Mar 19 19:48:13.536842 ubuntu-xenial-inap-mtl01-0003062768 nova-compute[27735]: DEBUG cinderclient.v3.client [None req-f044373a-53dd-4de7-b881-ff511ecb3a70 tempest-AttachVolumeMultiAttachTest-1944074929 tempest-AttachVolumeMultiAttachTest-1944074929] REQ: curl -g -i -X PUT http://198.72.124.95/volume/v3/774fc170bdb24f20959a551dd666ef06/attachments/c33fe43e-ac88-48df-93bd-3293746213b6 -H "Accept: application/json" -H "User-Agent: python-cinderclient" -H "OpenStack-API-Version: volume 3.44" -H "X-Auth-Token: {SHA1}6ba4939df9b73a2d082ac56165bd1e04d7f33e6d" -H "Content-Type: application/json" -H "X-OpenStack-Request-ID: req-f044373a-53dd-4de7-b881-ff511ecb3a70" -d '{"attachment": {"connector": {"initiator": "iqn.1993-08.org.debian:01:d44f672dfb2a", "ip": "198.72.124.95", "platform": "x86_64", "host": "ubuntu-xenial-inap-mtl01-0003062768", "do_local_attach": false, "mountpoint": "/dev/vdb", "os_type": "linux2", "multipath": false}}}' {{(pid=27735) _http_log_request /usr/local/lib/python2.7/dist-packages/keystoneauth1/session.py:372}}

I think I now see the problem.

_finish_resize in the compute manager calls this code:

        block_device_info = self._get_instance_block_device_info(
            context, instance, refresh_conn_info=True, bdms=bdms)

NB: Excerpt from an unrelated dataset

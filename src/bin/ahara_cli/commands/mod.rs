// ABOUTME: Command implementations for ahara-cli
// ABOUTME: Inference commands need a loaded engine, guide commands do not

pub mod guide;
pub mod inference;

refresh_conn_info=True eventually gets us here:

https://github.com/openstack/nova/blob/f80b4e50093002f84b43ff245a605fbe44d34711/nova/virt/block_device.py#L639

I see the GET call to attachments here:

http://logs.openstack.org/17/554317/1/check/nova-multiattach/8e97832/logs/screen-n-cpu.txt.gz#_Mar_19_19_48_15_652636

Mar 19 19:48:15.684627 ubuntu-xenial-inap-mtl01-0003062768 nova-compute[27735]: RESP BODY: {"attachment": {"status": "attaching", "detached_at": "", "connection_info": {"auth_password": "5GDZJC3pBdPEJUgh", "attachment_id": "c33fe43e-ac88-48df-93bd-3293746213b6", "target_discovered": false, "encrypted": false, "driver_volume_type": "iscsi", "qos_specs": null, "target_iqn": "iqn.2010-10.org.openstack:volume-652600d5-f6dc-4089-ba95-d71d7640cafa", "target_portal": "198.72.124.95:3260", "volume_id": "652600d5-f6dc-4089-ba95-d71d7640cafa", "target_lun": 1, "access_mode": "rw", "auth_username": "67J6MYJni5Yu5VEEw8Q8", "auth_method": "CHAP"}, "attached_at": "2018-03-19T19:48:16.000000", "attach_mode": "rw", "instance": "0eed0237-245e-4a18-9e30-9e72accd36c6", "volume_id": "652600d5-f6dc-4089-ba95-d71d7640cafa", "id": "c33fe43e-ac88-48df-93bd-3293746213b6"}}

And that connection_info gets updated in the BlockDeviceMapping object, which we use later to set the shareable flag when connecting the volume on the destination host. And that's where I see the guest xml doesn't have the shareable flag because the BDM.connection_info doesn't have the multiattach flag set:

http://logs.openstack.org/17/554317/1/check/nova-multiattach/8e97832/logs/screen-n-cpu.txt.gz#_Mar_19_19_48_15_706213

block_device_info={'swap': None, 'root_device_name': u'/dev/vda', 'ephemerals': [], 'block_device_mapping': [{'guest_format': None, 'boot_index': None, 'mount_device': u'/dev/vdb', 'connection_info': {'status': u'attaching', 'detached_at': u'', u'volume_id': u'652600d5-f6dc-4089-ba95-d71d7640cafa', 'attach_mode': u'rw', 'driver_volume_type': u'iscsi', 'instance': u'0eed0237-245e-4a18-9e30-9e72accd36c6', 'attached_at': u'2018-03-19T19:48:16.000000', 'serial': u'652600d5-f6dc-4089-ba95-d71d7640cafa', 'data': {u'auth_password': u'***', u'target_discovered': False, u'encrypted': False, u'qos_specs': None, u'target_iqn': u'iqn.2010-10.org.openstack:volume-652600d5-f6dc-4089-ba95-d71d7640cafa', u'target_portal': u'198.72.124.95:3260', u'volume_id': u'652600d5-f6dc-4089-ba95-d71d7640cafa', u'target_lun': 1, u'access_mode': u'rw', u'auth_username': u'67J6MYJni5Yu5VEEw8Q8', u'auth_method': u'CHAP'}}, 'disk_bus': 'virtio', 'device_type': 'disk', 'attachment_id': 'c33fe43e-ac88-48df-93bd-3293746213b6', 'delete_on_termination': False}]}

I have no idea why this didn't fail the resize tests before with older libvirt and qemu, but maybe there was something different in those versions that preserved the shareable flag or something, but this is definitely obviously broken just by code inspection.